Start of RECORDED DATA

//! Validation of uploaded inventory documents

mod document;

pub use document::{ApplicationEntry, InstanceDocument};

use serde_json::{Map, Value};

use crate::config::IngestConfig;
use crate::ValidationError;

/// Top-level fields every document must carry, checked in this order
pub const REQUIRED_FIELDS: [&str; 3] = ["instance_id", "instance_name", "applications"];

/// Validator turning raw upload bytes into an [`InstanceDocument`]
#[derive(Debug, Clone, Default)]
pub struct SchemaValidator {
    /// Largest accepted buffer in bytes, 0 for no limit
    max_bytes: usize,
}

impl SchemaValidator {
    /// Create a validator without a size limit
    pub fn new() -> Self {
        Self { max_bytes: 0 }
    }

    pub fn from_config(config: &IngestConfig) -> Self {
        Self::new().with_max_bytes(config.max_file_bytes)
    }

    /// Reject buffers above `limit` bytes (0 disables the check)
    pub fn with_max_bytes(mut self, limit: usize) -> Self {
        self.max_bytes = limit;
        self
    }

    /// Check shape and types, returning the typed document
    ///
    /// The first problem found is reported. Top-level fields are checked in
    /// [`REQUIRED_FIELDS`] order, then each application in list order.
    pub fn validate(&self, raw: &[u8]) -> Result<InstanceDocument, ValidationError> {
        if raw.is_empty() {
            return Err(ValidationError::EmptyInput);
        }
        if self.max_bytes > 0 && raw.len() > self.max_bytes {
            return Err(ValidationError::TooLarge {
                size: raw.len(),
                limit: self.max_bytes,
            });
        }

        let value: Value = serde_json::from_slice(raw).map_err(|e| ValidationError::MalformedJson {
            line: e.line(),
            message: parser_message(&e),
        })?;

        let Value::Object(root) = value else {
            return Err(ValidationError::InvalidType {
                field: "document",
                expected: "object",
            });
        };

        if let Some(missing) = REQUIRED_FIELDS.iter().find(|field| !root.contains_key(**field)) {
            return Err(ValidationError::MissingField(*missing));
        }

        let instance_id = required_string(&root, "instance_id")?;
        let instance_name = required_string(&root, "instance_name")?;

        let Some(Value::Array(entries)) = root.get("applications") else {
            return Err(ValidationError::InvalidType {
                field: "applications",
                expected: "list",
            });
        };
        if entries.is_empty() {
            return Err(ValidationError::EmptyList("applications"));
        }

        let applications = entries
            .iter()
            .enumerate()
            .map(|(index, entry)| application_entry(index, entry))
            .collect::<Result<Vec<_>, _>>()?;

        Ok(InstanceDocument {
            instance_id,
            instance_name,
            script_version: root.get("script_version").and_then(text_of),
            applications,
        })
    }
}

/// Validate with default settings
pub fn validate(raw: &[u8]) -> Result<InstanceDocument, ValidationError> {
    SchemaValidator::new().validate(raw)
}

/// serde_json appends " at line L column C"; the line is reported separately
fn parser_message(error: &serde_json::Error) -> String {
    let full = error.to_string();
    match full.rfind(" at line ") {
        Some(idx) => full[..idx].to_string(),
        None => full,
    }
}

fn required_string(root: &Map<String, Value>, field: &'static str) -> Result<String, ValidationError> {
    match root.get(field) {
        Some(Value::String(s)) if !s.trim().is_empty() => Ok(s.clone()),
        _ => Err(ValidationError::InvalidType {
            field,
            expected: "non-empty string",
        }),
    }
}

fn application_entry(index: usize, value: &Value) -> Result<ApplicationEntry, ValidationError> {
    let Value::Object(entry) = value else {
        return Err(ValidationError::InvalidApplicationEntry(index));
    };
    if !entry.contains_key("name") {
        return Err(ValidationError::MissingApplicationField { index, field: "name" });
    }

    let text = |key: &str| entry.get(key).and_then(text_of);
    Ok(ApplicationEntry {
        name: text("name"),
        app_type: text("type"),
        status: text("status"),
        image: text("image"),
        ports: entry.get("ports").map(sequence_of).unwrap_or_default(),
        pids: entry.get("pids").map(sequence_of).unwrap_or_default(),
        process_name: text("process_name"),
        container_id: text("container_id"),
    })
}

/// Scalar attribute as text; `null` counts as absent
fn text_of(value: &Value) -> Option<String> {
    match value {
        Value::Null => None,
        Value::String(s) => Some(s.clone()),
        other => Some(other.to_string()),
    }
}

/// Port/pid list as element texts; a lone scalar is a one-element list
fn sequence_of(value: &Value) -> Vec<String> {
    match value {
        Value::Array(items) => items.iter().filter_map(text_of).collect(),
        other => text_of(other).into_iter().collect(),
    }
}
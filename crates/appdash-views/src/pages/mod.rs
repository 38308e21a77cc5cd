//! Page models, one per navigation view
//!
//! [`build_page`] reads the session state and assembles everything the
//! current view displays. Pages never mutate state; the commands they carry
//! (quick actions, chart clicks) go back through [`AppState::dispatch`].

use appdash_core::navigation::{resolve, Filter, NavigationCommand, NavigationWarning, View};
use appdash_core::records::{ApplicationRecord, RecordField};
use appdash_core::state::AppState;
use serde::Serialize;

use crate::plots::{heatmap, overview_charts, Heatmap, OverviewCharts};
use crate::stats::{
    filtered_summary, instance_detail, instance_summaries, running_count, summarize, FilteredSummary, InstanceDetail,
    InstanceSummary, Metrics,
};
use crate::tables::TableQuery;
use crate::ViewSettings;

/// Button on the overview page
#[derive(Debug, Clone, PartialEq, Eq, Serialize)]
pub struct QuickAction {
    pub label: String,
    pub command: NavigationCommand,
}

#[derive(Debug, Clone, PartialEq, Serialize)]
pub struct OverviewPage {
    pub metrics: Metrics,
    pub charts: OverviewCharts,
    pub quick_actions: Vec<QuickAction>,
}

#[derive(Debug, Clone, PartialEq, Serialize)]
pub struct InstanceDetailsPage {
    pub instances: Vec<InstanceSummary>,
    pub selected: Option<InstanceDetail>,
    pub type_matrix: Heatmap,
}

#[derive(Debug, Clone, PartialEq, Serialize)]
pub struct FilteredPage {
    /// Filter actually applied; `None` shows the whole dataset
    pub filter: Option<Filter>,
    pub summary: FilteredSummary,
    pub records: Vec<ApplicationRecord>,
    pub warning: Option<NavigationWarning>,
}

impl FilteredPage {
    pub fn heading(&self) -> String {
        match &self.filter {
            Some(filter) => format!("Filtered by {}: {}", filter.field.label(), filter.value),
            None => "All Applications".to_string(),
        }
    }
}

#[derive(Debug, Clone, PartialEq, Serialize)]
pub struct DataTablePage {
    pub query: TableQuery,
    /// Records in the dataset before the query
    pub total: usize,
    pub records: Vec<ApplicationRecord>,
    /// Counts over the rows the query kept
    pub summary: FilteredSummary,
    pub running: usize,
    /// Choices for the type select, first-encountered order
    pub type_options: Vec<String>,
    /// Choices for the instance select, first-encountered order
    pub instance_options: Vec<String>,
}

impl DataTablePage {
    pub fn caption(&self) -> String {
        format!("Showing {} of {} applications", self.records.len(), self.total)
    }
}

/// Model of the page to display
#[derive(Debug, Clone, PartialEq, Serialize)]
#[serde(tag = "page", rename_all = "snake_case")]
pub enum Page {
    /// No dataset loaded yet
    Welcome,
    Overview(OverviewPage),
    InstanceDetails(InstanceDetailsPage),
    FilteredView(FilteredPage),
    DataTable(DataTablePage),
}

/// Page-local inputs that are not part of navigation state
#[derive(Debug, Clone, Default, PartialEq, Eq)]
pub struct PageRequest {
    /// Instance picked on the details page; defaults to the first one
    pub instance: Option<String>,
    pub query: TableQuery,
}

/// Build the model of the current view
pub fn build_page(state: &AppState, request: &PageRequest, settings: &ViewSettings) -> Page {
    if !state.has_data() {
        return Page::Welcome;
    }

    match state.context().current_view {
        View::Overview => Page::Overview(overview_page(state, settings)),
        View::InstanceDetails => Page::InstanceDetails(instance_details_page(state, request, settings)),
        View::FilteredView => Page::FilteredView(filtered_page(state)),
        View::DataTable => Page::DataTable(data_table_page(state, &request.query, settings)),
    }
}

fn overview_page(state: &AppState, settings: &ViewSettings) -> OverviewPage {
    let metrics = summarize(state.dataset());
    let mut quick_actions = vec![
        QuickAction {
            label: "View All Data".to_string(),
            command: NavigationCommand::navigate(View::DataTable),
        },
        QuickAction {
            label: "Instance Analysis".to_string(),
            command: NavigationCommand::navigate(View::InstanceDetails),
        },
    ];
    if let Some(app_type) = &metrics.most_used_app_type {
        quick_actions.push(QuickAction {
            label: format!("View {} Apps", app_type),
            command: NavigationCommand::SelectAppType(app_type.clone()),
        });
    }
    if let Some(instance) = &metrics.busiest_instance {
        quick_actions.push(QuickAction {
            label: format!("Busiest Instance: {}", instance),
            command: NavigationCommand::SelectInstance(instance.clone()),
        });
    }

    OverviewPage {
        charts: overview_charts(state.dataset(), settings),
        metrics,
        quick_actions,
    }
}

fn instance_details_page(state: &AppState, request: &PageRequest, settings: &ViewSettings) -> InstanceDetailsPage {
    let dataset = state.dataset();
    let instances = instance_summaries(dataset);
    let name = request
        .instance
        .clone()
        .or_else(|| instances.first().map(|summary| summary.instance_name.clone()));

    InstanceDetailsPage {
        selected: name.and_then(|name| instance_detail(dataset, &name, settings)),
        type_matrix: heatmap::type_matrix(dataset),
        instances,
    }
}

/// A status filter on a dataset without status data degrades to no filter
fn filtered_page(state: &AppState) -> FilteredPage {
    let dataset = state.dataset();
    let requested = state.navigation().active_filter();

    let (filter, warning) = match requested {
        Some(filter) if !filter.is_available(dataset) => (
            None,
            Some(NavigationWarning::FilterUnavailable {
                field: filter.field,
                value: filter.value.clone(),
            }),
        ),
        other => (other.cloned(), None),
    };

    let records = resolve(dataset, filter.as_ref());
    FilteredPage {
        summary: filtered_summary(&records),
        records: records.into_iter().cloned().collect(),
        filter,
        warning,
    }
}

fn data_table_page(state: &AppState, query: &TableQuery, settings: &ViewSettings) -> DataTablePage {
    let dataset = state.dataset();
    let options = |field: RecordField| -> Vec<String> { dataset.distinct(field).into_iter().map(str::to_string).collect() };
    let rows = query.apply(dataset);

    DataTablePage {
        query: query.clone(),
        total: dataset.len(),
        summary: filtered_summary(&rows),
        running: running_count(rows.iter().copied(), &settings.running_status),
        records: rows.into_iter().cloned().collect(),
        type_options: options(RecordField::AppType),
        instance_options: options(RecordField::InstanceName),
    }
}
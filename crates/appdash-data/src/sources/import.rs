//! Reading exported datasets back in

use std::io::Read;

use appdash_core::records::{ApplicationRecord, Dataset};
use csv::ReaderBuilder;

use crate::DataError;

/// Parse a CSV export (header row of record field names)
pub fn import_csv<R: Read>(reader: R) -> Result<Dataset, DataError> {
    let mut csv_reader = ReaderBuilder::new().has_headers(true).from_reader(reader);

    let records = csv_reader
        .deserialize::<ApplicationRecord>()
        .collect::<Result<Vec<_>, _>>()?;

    tracing::debug!("Imported {} records from CSV", records.len());
    Ok(Dataset::new(records))
}

/// Parse a JSON export (array of record objects)
pub fn import_json(bytes: &[u8]) -> Result<Dataset, DataError> {
    let records: Vec<ApplicationRecord> = serde_json::from_slice(bytes)?;
    tracing::debug!("Imported {} records from JSON", records.len());
    Ok(Dataset::new(records))
}
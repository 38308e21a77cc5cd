//! Columnar view of records for tabular display

use std::sync::Arc;

use appdash_core::records::{ApplicationRecord, RecordField};
use arrow::array::{ArrayRef, StringArray};
use arrow::datatypes::{DataType, Field, Schema};
use arrow::record_batch::RecordBatch;

use crate::DataError;

/// Arrow schema of the flattened table: every column is non-null Utf8
pub fn record_schema(columns: &[RecordField]) -> Schema {
    let fields = columns
        .iter()
        .map(|field| Field::new(field.name(), DataType::Utf8, false))
        .collect::<Vec<_>>();
    Schema::new(fields)
}

/// Build a record batch holding the chosen columns of `records`
pub fn to_record_batch(records: &[&ApplicationRecord], columns: &[RecordField]) -> Result<RecordBatch, DataError> {
    let schema = Arc::new(record_schema(columns));

    let arrays = columns
        .iter()
        .map(|field| {
            let values = records.iter().map(|record| record.field(*field));
            Arc::new(StringArray::from_iter_values(values)) as ArrayRef
        })
        .collect::<Vec<_>>();

    RecordBatch::try_new(schema, arrays).map_err(DataError::from)
}
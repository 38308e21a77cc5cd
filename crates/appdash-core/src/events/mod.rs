//! Session events
//!
//! [`AppState`](crate::state::AppState) publishes one [`SessionEvent`] per
//! observable change. Listeners run synchronously, in subscription order,
//! on the thread that mutated the state.

use parking_lot::Mutex;
use serde::{Deserialize, Serialize};
use std::fmt;

use crate::navigation::{Filter, View};

/// Something that changed in the session
#[derive(Debug, Clone, PartialEq, Eq, Serialize, Deserialize)]
#[serde(tag = "event", rename_all = "snake_case")]
pub enum SessionEvent {
    /// A batch produced records and replaced the dataset
    DatasetReplaced { record_count: usize, failed_files: usize },
    /// A batch produced no records; the previous dataset was kept
    UploadRejected { failed_files: usize },
    /// The error log was dismissed
    ErrorsCleared { cleared: usize },
    /// The current view or filter changed
    NavigationChanged { view: View, filter: Option<Filter> },
}

impl fmt::Display for SessionEvent {
    fn fmt(&self, f: &mut fmt::Formatter<'_>) -> fmt::Result {
        match self {
            SessionEvent::DatasetReplaced {
                record_count,
                failed_files,
            } => write!(f, "loaded {} application(s), {} file error(s)", record_count, failed_files),
            SessionEvent::UploadRejected { failed_files } => {
                write!(f, "upload rejected, {} file error(s)", failed_files)
            }
            SessionEvent::ErrorsCleared { cleared } => write!(f, "cleared {} error(s)", cleared),
            SessionEvent::NavigationChanged { view, filter: Some(filter) } => {
                write!(f, "{} ({})", view.title(), filter)
            }
            SessionEvent::NavigationChanged { view, filter: None } => f.write_str(view.title()),
        }
    }
}

type Listener = Box<dyn FnMut(&SessionEvent) + Send>;

/// Fan-out of [`SessionEvent`]s to registered listeners
#[derive(Default)]
pub struct EventBus {
    listeners: Mutex<Vec<Listener>>,
}

impl EventBus {
    pub fn new() -> Self {
        Self::default()
    }

    /// Register a listener for every subsequent event
    pub fn subscribe<F>(&self, listener: F)
    where
        F: FnMut(&SessionEvent) + Send + 'static,
    {
        self.listeners.lock().push(Box::new(listener));
    }

    pub fn publish(&self, event: SessionEvent) {
        tracing::trace!("Session event: {:?}", event);
        for listener in self.listeners.lock().iter_mut() {
            listener(&event);
        }
    }

    pub fn listener_count(&self) -> usize {
        self.listeners.lock().len()
    }
}
//! Record tables: search, column presets and text rendering

use appdash_core::records::{ApplicationRecord, Dataset, RecordField};
use appdash_data::batch::to_record_batch;
use appdash_data::DataError;
use arrow::util::pretty::pretty_format_batches;
use serde::{Deserialize, Serialize};

/// Columns of the filtered view table
pub const FILTERED_COLUMNS: [RecordField; 6] = [
    RecordField::InstanceName,
    RecordField::AppName,
    RecordField::AppType,
    RecordField::AppStatus,
    RecordField::Ports,
    RecordField::AppImage,
];

/// Columns of the per-instance application table
pub const INSTANCE_COLUMNS: [RecordField; 5] = [
    RecordField::AppName,
    RecordField::AppType,
    RecordField::AppStatus,
    RecordField::Ports,
    RecordField::AppImage,
];

/// Search and selects of the database table page
#[derive(Debug, Clone, Default, PartialEq, Eq, Serialize, Deserialize)]
pub struct TableQuery {
    /// Case-insensitive substring of app name, app type or instance name
    pub search: Option<String>,
    /// Exact app type
    pub app_type: Option<String>,
    /// Exact instance name
    pub instance: Option<String>,
}

impl TableQuery {
    pub fn new() -> Self {
        Self::default()
    }

    pub fn with_search(mut self, term: impl Into<String>) -> Self {
        self.search = Some(term.into());
        self
    }

    pub fn with_app_type(mut self, app_type: impl Into<String>) -> Self {
        self.app_type = Some(app_type.into());
        self
    }

    pub fn with_instance(mut self, instance: impl Into<String>) -> Self {
        self.instance = Some(instance.into());
        self
    }

    pub fn is_empty(&self) -> bool {
        self.search.as_deref().map_or(true, |s| s.trim().is_empty()) && self.app_type.is_none() && self.instance.is_none()
    }

    pub fn matches(&self, record: &ApplicationRecord) -> bool {
        if let Some(term) = self.search.as_deref().map(str::trim).filter(|t| !t.is_empty()) {
            let needle = term.to_lowercase();
            let hit = [&record.app_name, &record.app_type, &record.instance_name]
                .iter()
                .any(|value| value.to_lowercase().contains(&needle));
            if !hit {
                return false;
            }
        }
        self.app_type.as_ref().map_or(true, |t| &record.app_type == t)
            && self.instance.as_ref().map_or(true, |i| &record.instance_name == i)
    }

    /// Matching records in dataset order
    pub fn apply<'a>(&self, dataset: &'a Dataset) -> Vec<&'a ApplicationRecord> {
        dataset.iter().filter(|record| self.matches(record)).collect()
    }
}

/// Render records as a boxed text table
///
/// At most `max_rows` rows are drawn; a trailing line reports how many were
/// left out.
pub fn render_table(records: &[&ApplicationRecord], columns: &[RecordField], max_rows: usize) -> Result<String, DataError> {
    let shown = &records[..records.len().min(max_rows)];
    let batch = to_record_batch(shown, columns)?;
    let mut text = pretty_format_batches(&[batch])?.to_string();
    if shown.len() < records.len() {
        text.push_str(&format!("\n... {} more rows", records.len() - shown.len()));
    }
    Ok(text)
}

#[cfg(test)]
mod tests {
    use super::*;
    use crate::stats::tests_support::record;

    fn dataset() -> Dataset {
        Dataset::new(vec![
            record("web-01", "nginx", "docker", "running"),
            record("db-01", "postgres", "service", "running"),
            record("web-02", "Nginx-Exporter", "service", "stopped"),
        ])
    }

    #[test]
    fn test_empty_query_matches_everything() {
        let data = dataset();
        assert!(TableQuery::new().is_empty());
        assert_eq!(TableQuery::new().apply(&data).len(), 3);
        assert!(TableQuery::new().with_search("  ").is_empty());
    }

    #[test]
    fn test_search_is_case_insensitive_across_columns() {
        let data = dataset();
        let hits = TableQuery::new().with_search("NGINX").apply(&data);
        assert_eq!(hits.len(), 2);

        let by_instance = TableQuery::new().with_search("db-").apply(&data);
        assert_eq!(by_instance.len(), 1);
        assert_eq!(by_instance[0].app_name, "postgres");

        let by_type = TableQuery::new().with_search("servi").apply(&data);
        assert_eq!(by_type.len(), 2);
    }

    #[test]
    fn test_selects_combine_with_search() {
        let data = dataset();
        let hits = TableQuery::new()
            .with_search("nginx")
            .with_app_type("service")
            .apply(&data);
        assert_eq!(hits.len(), 1);
        assert_eq!(hits[0].instance_name, "web-02");

        let none = TableQuery::new().with_instance("web-01").with_app_type("service").apply(&data);
        assert!(none.is_empty());
    }

    #[test]
    fn test_render_table() {
        let data = dataset();
        let rows: Vec<_> = data.iter().collect();
        let text = render_table(&rows, &FILTERED_COLUMNS, 10).unwrap();
        assert!(text.contains("instance_name"));
        assert!(text.contains("postgres"));
        assert!(!text.contains("more rows"));

        let truncated = render_table(&rows, &INSTANCE_COLUMNS, 1).unwrap();
        assert!(truncated.contains("nginx"));
        assert!(!truncated.contains("postgres"));
        assert!(truncated.ends_with("... 2 more rows"));
    }
}
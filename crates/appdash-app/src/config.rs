//! Dashboard configuration file

use std::path::Path;

use anyhow::{Context, Result};
use appdash_data::IngestConfig;
use appdash_views::ViewSettings;
use serde::{Deserialize, Serialize};

#[derive(Debug, Clone, PartialEq, Eq, Serialize, Deserialize)]
#[serde(default)]
pub struct DashboardConfig {
    /// Default tracing filter, e.g. `info` or `appdash_data=debug`
    pub log_level: String,
    pub ingest: IngestConfig,
    pub view: ViewSettings,
}

impl Default for DashboardConfig {
    fn default() -> Self {
        Self {
            log_level: "warn".to_string(),
            ingest: IngestConfig::default(),
            view: ViewSettings::default(),
        }
    }
}

impl DashboardConfig {
    /// Read a JSON config file
    ///
    /// Returns `Ok(None)` when the file does not exist so the caller can fall
    /// back to defaults; a file that exists but does not parse is an error.
    pub fn load(path: &Path) -> Result<Option<Self>> {
        if !path.exists() {
            return Ok(None);
        }
        let text = std::fs::read_to_string(path)
            .with_context(|| format!("Failed to read config file {}", path.display()))?;
        let config = serde_json::from_str(&text)
            .with_context(|| format!("Invalid config file {}", path.display()))?;
        Ok(Some(config))
    }
}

End of RECORDED DATA

→ EXERCISE DESCRIPTION
The answer must be a single number: the count of lines in the listing that hold the word "Choices".

→ TASK SOLUTION
2